Is the age of Movie Musicals over?

Movie musicals have had a decline in quality in recent years.

Is the age of Movie Musicals over?

Alex Moehring, Contributor

Movie musicals have been in constant production since as early as the 1920s. However, the new movies in production seem to be of a lower quality than their predecessors. I have found that a major flaw in most modern movie musicals is a tendency to focus on the soundtrack rather than the story.

Take 2017’s “The Greatest Showman” for example. The movie was moderately well received by critics on commonsensemedia and RottenTomatoes for having an original soundtrack and skilled cast members. However, the main limiting factor for the movie was its story. “The Greatest Showman” was a musical retelling of P.T. Barnum’s life. It may have been a good idea on paper but the movie paints Barnum as a family man who creates a show instead of how he mistreated and abused everyone in his life. Additionally, the movie jumps from plot point to plot point, focusing on having a catchy soundtrack over a coherent narrative.
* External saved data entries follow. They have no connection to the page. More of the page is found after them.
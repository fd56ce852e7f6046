use serde::{Deserialize, Serialize};
use std::fmt;
use std::path::Path;

const UNIT: u64 = 1024;
const UNIT_PREFIXES: [char; 6] = ['K', 'M', 'G', 'T', 'P', 'E'];

/// Coarse grouping of stored files, derived from the extension alone.
#[derive(Debug, Clone, Copy, PartialEq, Eq, Serialize, Deserialize)]
#[serde(rename_all = "lowercase")]
pub enum FileCategory {
    Image,
    Video,
    Document,
    Archive,
    Other,
}

impl FileCategory {
    pub fn as_str(&self) -> &'static str {
        match self {
            FileCategory::Image => "image",
            FileCategory::Video => "video",
            FileCategory::Document => "document",
            FileCategory::Archive => "archive",
            FileCategory::Other => "other",
        }
    }
}

impl fmt::Display for FileCategory {
    fn fmt(&self, f: &mut fmt::Formatter<'_>) -> fmt::Result {
        f.write_str(self.as_str())
    }
}

/// Lower-cased extension including the leading dot, or an empty string.
pub fn extension_of(filename: &str) -> String {
    Path::new(filename)
        .extension()
        .and_then(|ext| ext.to_str())
        .map(|ext| format!(".{}", ext.to_lowercase()))
        .unwrap_or_default()
}

pub fn classify_extension(filename: &str) -> FileCategory {
    match extension_of(filename).as_str() {
        ".jpg" | ".jpeg" | ".png" | ".gif" => FileCategory::Image,
        ".mp4" | ".avi" | ".mov" => FileCategory::Video,
        ".doc" | ".docx" | ".pdf" | ".txt" => FileCategory::Document,
        ".zip" | ".rar" => FileCategory::Archive,
        _ => FileCategory::Other,
    }
}

/// Human-readable size in binary units, e.g. `512 B`, `1.5 KB`, `100.0 MB`.
pub fn format_size(bytes: u64) -> String {
    if bytes < UNIT {
        return format!("{} B", bytes);
    }

    let mut div = UNIT;
    let mut exp = 0;
    let mut n = bytes / UNIT;
    while n >= UNIT {
        div *= UNIT;
        exp += 1;
        n /= UNIT;
    }

    format!("{:.1} {}B", bytes as f64 / div as f64, UNIT_PREFIXES[exp])
}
The movie version of “Les Misérables” had slightly different problems. While the movie managed to balance soundtrack and story, this time the cast was the problem. In casting for the movie version of “Les Misérables,” it seems they went for big names over casting the right people in the roles. This resulted in miscast roles and poor performances (fxguide.com).
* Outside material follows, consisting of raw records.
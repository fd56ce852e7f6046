pub mod format;
pub mod manager;
pub mod models;
pub mod preview;
pub mod range;
pub mod validation;

pub use format::{classify_extension, extension_of, format_size, FileCategory};
pub use manager::{FileManager, FileManagerConfig, OpenedFile};
pub use models::{FileEntry, ListPage, ListParams, PageRequest, SavedFile, DEFAULT_PAGE_SIZE};
pub use preview::PreviewKind;
pub use range::{parse_range, ByteRange, RangeError};
pub use validation::{
    FileValidationConfig, FileValidator, ValidationError, ALLOWED_EXTENSIONS, MAX_FILE_SIZE,
};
By far the biggest disaster of a movie musical is Tom Hooper’s “Cats.” It transformed a beautiful story about rebirth and redemption into a mess of poorly-drawn CGI characters and a convoluted attempt to make it relatable to modern audiences. The movie was heavily miscast with actors that would rather make the characters do slapstick rather than have actual personalities. They also changed the plot from a contest of the characters to show why they deserve to win, to an insane kidnapping plot where the cats are held hostage by a criminal. These changes not only ruined the movie, but also caused the original award-winning musical to be adulterated in the eyes of the viewer.

A movie musical that managed to defy the odds was Tim Burton’s “Sweeney Todd”. “Sweeney Todd” had all the ingredients to become a failure. It had a cast that had not sung before and a director that disliked musicals. However, despite the odds, it turned out to be one of the best movie musicals in recent years. The difference between this and the other examples on this list is the loyalty to the story while still changing the format. Burton took the original story and adapted it to his well known, darker style. This changed the amount of comedy in the play, but kept the story essentially the same.

Modern movie musicals can’t just force a soundtrack and hope the viewers don’t focus on the story. More focus needs to be put in ensuring a balance between story and soundtrack, instead of going all in on one of the two. Songs may be important in a musical, but other aspects should not fall to the wayside.